== To do ==
The answer must be every line of the data that holds the word "ParserError".

***

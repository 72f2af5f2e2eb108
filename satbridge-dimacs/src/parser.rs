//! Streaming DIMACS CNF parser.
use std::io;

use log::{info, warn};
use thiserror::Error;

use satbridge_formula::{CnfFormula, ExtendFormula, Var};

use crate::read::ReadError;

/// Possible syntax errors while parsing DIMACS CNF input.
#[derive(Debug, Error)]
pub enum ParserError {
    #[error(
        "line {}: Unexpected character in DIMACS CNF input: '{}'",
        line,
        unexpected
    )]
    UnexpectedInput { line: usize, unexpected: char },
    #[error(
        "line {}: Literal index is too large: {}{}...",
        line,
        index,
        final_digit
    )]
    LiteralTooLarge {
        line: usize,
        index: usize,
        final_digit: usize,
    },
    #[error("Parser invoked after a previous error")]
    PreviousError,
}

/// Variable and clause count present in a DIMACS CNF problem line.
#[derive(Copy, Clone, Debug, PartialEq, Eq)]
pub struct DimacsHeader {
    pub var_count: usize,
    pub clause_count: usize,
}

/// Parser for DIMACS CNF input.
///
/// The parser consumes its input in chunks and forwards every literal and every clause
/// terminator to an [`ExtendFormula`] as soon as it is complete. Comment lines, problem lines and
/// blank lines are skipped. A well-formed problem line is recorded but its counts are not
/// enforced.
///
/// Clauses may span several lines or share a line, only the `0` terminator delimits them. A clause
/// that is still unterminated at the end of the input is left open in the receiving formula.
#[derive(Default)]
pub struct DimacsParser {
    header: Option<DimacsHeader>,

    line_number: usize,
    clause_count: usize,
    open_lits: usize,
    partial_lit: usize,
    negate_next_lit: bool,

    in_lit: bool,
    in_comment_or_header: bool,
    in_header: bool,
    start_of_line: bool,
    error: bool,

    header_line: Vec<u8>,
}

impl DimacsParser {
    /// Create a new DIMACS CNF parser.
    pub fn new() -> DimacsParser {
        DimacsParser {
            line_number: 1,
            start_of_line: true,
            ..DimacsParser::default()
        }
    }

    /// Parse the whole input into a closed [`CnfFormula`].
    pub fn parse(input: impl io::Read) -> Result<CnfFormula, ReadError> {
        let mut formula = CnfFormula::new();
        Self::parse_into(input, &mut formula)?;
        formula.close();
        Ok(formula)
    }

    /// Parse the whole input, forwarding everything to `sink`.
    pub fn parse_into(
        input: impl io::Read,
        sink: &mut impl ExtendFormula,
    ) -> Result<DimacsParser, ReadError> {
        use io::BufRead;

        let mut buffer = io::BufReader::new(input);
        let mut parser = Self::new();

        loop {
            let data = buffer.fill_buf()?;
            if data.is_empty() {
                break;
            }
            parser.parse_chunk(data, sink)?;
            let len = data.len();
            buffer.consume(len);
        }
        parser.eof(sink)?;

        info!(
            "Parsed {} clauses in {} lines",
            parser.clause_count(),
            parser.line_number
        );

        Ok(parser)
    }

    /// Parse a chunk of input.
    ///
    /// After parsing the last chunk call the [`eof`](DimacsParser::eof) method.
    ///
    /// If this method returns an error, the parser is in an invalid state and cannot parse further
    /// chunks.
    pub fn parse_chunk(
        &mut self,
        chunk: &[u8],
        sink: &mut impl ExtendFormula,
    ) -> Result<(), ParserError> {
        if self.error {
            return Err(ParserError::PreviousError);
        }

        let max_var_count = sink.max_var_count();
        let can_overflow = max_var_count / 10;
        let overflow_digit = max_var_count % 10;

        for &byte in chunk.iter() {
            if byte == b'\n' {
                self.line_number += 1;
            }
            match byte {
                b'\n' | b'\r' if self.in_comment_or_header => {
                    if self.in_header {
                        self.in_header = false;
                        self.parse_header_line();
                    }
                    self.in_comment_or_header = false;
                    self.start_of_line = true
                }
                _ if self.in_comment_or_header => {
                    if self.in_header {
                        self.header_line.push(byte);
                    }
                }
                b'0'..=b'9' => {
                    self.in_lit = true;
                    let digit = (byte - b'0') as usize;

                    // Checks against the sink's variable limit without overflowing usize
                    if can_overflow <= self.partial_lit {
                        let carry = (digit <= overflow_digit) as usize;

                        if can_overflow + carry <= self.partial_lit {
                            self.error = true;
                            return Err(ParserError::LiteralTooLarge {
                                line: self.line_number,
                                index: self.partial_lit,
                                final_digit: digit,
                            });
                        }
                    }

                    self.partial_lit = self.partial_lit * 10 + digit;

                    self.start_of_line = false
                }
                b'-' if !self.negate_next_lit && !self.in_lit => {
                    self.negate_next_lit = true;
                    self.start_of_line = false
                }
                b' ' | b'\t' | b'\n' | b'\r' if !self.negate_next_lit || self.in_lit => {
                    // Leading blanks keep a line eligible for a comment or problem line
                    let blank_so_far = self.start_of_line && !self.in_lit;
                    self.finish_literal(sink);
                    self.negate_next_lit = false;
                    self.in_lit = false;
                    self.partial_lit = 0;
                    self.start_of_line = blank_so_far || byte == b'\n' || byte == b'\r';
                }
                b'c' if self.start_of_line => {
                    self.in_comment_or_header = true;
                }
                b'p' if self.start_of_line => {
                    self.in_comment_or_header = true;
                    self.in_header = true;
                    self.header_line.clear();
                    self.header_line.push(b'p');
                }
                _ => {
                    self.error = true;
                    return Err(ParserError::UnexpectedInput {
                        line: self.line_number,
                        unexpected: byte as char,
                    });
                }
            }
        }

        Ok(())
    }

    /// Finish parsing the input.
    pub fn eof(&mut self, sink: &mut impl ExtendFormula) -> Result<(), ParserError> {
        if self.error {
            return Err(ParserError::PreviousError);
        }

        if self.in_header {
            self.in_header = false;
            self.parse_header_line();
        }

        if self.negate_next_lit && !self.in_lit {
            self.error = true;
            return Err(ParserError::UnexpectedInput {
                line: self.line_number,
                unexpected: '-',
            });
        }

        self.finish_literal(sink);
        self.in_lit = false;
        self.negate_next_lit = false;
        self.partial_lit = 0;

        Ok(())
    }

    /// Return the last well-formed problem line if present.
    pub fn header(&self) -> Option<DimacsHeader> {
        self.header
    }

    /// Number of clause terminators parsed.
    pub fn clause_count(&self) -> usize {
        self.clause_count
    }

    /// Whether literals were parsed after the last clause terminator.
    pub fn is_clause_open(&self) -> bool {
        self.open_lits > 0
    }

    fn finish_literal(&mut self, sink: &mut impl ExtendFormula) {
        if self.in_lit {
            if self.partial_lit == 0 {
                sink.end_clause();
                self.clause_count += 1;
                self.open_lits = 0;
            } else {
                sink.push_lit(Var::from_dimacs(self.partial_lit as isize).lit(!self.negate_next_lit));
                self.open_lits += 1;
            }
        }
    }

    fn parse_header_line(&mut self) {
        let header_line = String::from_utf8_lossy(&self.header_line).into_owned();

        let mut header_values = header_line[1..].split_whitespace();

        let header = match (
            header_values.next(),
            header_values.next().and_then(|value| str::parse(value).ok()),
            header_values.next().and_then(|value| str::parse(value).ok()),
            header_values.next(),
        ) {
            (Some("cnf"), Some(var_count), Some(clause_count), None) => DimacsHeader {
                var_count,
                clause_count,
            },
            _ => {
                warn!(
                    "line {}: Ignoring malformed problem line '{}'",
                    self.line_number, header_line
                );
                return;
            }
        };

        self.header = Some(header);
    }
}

***

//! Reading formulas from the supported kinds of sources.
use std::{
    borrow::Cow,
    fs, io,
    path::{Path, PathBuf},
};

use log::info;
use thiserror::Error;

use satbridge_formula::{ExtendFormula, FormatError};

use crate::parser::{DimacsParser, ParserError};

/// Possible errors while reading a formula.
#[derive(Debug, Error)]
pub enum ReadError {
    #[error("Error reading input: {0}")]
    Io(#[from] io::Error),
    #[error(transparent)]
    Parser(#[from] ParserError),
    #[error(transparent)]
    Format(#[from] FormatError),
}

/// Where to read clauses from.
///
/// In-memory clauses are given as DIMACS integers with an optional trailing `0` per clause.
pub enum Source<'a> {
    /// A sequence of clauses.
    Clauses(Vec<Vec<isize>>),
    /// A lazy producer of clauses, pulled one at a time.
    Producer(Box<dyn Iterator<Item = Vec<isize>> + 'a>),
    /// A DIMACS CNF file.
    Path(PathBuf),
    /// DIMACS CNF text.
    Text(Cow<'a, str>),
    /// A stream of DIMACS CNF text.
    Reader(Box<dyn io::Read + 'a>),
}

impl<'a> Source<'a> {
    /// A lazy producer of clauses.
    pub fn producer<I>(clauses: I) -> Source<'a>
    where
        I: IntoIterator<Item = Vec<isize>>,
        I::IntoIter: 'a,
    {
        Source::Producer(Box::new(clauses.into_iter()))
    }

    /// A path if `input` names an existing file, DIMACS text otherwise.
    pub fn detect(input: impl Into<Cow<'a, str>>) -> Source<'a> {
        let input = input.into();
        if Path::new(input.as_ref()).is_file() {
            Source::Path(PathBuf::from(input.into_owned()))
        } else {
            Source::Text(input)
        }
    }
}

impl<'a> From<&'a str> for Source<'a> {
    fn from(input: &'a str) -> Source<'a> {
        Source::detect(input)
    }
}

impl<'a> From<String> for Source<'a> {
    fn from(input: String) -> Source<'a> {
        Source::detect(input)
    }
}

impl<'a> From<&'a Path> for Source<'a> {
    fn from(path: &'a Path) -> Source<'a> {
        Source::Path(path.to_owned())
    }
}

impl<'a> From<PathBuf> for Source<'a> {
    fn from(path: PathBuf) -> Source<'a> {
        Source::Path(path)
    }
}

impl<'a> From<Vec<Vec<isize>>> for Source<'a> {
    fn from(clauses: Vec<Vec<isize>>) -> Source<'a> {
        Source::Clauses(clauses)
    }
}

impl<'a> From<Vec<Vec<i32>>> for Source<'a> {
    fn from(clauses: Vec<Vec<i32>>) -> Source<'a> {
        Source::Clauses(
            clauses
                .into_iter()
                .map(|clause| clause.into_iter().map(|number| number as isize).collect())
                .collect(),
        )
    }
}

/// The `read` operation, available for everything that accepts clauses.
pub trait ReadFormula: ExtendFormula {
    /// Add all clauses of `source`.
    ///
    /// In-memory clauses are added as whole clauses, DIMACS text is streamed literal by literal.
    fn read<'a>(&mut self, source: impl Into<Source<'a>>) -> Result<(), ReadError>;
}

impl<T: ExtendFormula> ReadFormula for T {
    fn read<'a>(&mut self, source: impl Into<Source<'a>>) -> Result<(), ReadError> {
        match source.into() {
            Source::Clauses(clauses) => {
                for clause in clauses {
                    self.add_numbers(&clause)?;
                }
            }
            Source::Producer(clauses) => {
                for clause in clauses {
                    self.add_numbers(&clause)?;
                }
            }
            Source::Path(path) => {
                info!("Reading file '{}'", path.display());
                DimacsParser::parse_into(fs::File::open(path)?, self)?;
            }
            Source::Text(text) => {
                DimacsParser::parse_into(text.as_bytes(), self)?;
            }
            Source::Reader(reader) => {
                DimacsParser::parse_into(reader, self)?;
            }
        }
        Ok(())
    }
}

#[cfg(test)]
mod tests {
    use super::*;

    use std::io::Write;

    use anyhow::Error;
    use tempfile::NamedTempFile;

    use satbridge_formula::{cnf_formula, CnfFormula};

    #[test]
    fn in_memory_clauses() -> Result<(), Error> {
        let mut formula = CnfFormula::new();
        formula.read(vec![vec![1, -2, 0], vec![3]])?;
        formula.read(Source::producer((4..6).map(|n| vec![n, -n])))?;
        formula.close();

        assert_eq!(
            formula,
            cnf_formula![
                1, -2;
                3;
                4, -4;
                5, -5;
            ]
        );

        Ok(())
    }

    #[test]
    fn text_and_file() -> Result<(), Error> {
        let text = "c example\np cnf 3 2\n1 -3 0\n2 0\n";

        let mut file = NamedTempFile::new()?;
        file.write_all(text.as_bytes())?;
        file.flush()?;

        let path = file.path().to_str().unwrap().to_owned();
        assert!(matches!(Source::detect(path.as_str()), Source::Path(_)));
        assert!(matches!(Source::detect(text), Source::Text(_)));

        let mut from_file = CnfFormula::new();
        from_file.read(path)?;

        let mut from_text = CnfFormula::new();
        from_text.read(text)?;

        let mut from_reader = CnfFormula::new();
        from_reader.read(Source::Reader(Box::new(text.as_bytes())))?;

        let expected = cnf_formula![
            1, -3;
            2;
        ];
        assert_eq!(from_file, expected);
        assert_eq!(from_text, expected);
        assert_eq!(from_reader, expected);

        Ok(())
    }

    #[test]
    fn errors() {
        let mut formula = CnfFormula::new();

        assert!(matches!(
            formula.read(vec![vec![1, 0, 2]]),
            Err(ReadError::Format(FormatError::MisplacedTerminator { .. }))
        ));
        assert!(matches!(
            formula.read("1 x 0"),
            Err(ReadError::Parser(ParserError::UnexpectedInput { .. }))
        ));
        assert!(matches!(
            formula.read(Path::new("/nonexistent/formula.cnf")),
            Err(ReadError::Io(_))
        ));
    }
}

***

== Result of the task ==
pub enum ParserError {
    ) -> Result<(), ParserError> {
            return Err(ParserError::PreviousError);
                            return Err(ParserError::LiteralTooLarge {
                    return Err(ParserError::UnexpectedInput {
    pub fn eof(&mut self, sink: &mut impl ExtendFormula) -> Result<(), ParserError> {
            return Err(ParserError::PreviousError);
            return Err(ParserError::UnexpectedInput {
use crate::parser::{DimacsParser, ParserError};
    Parser(#[from] ParserError),
            Err(ReadError::Parser(ParserError::UnexpectedInput { .. }))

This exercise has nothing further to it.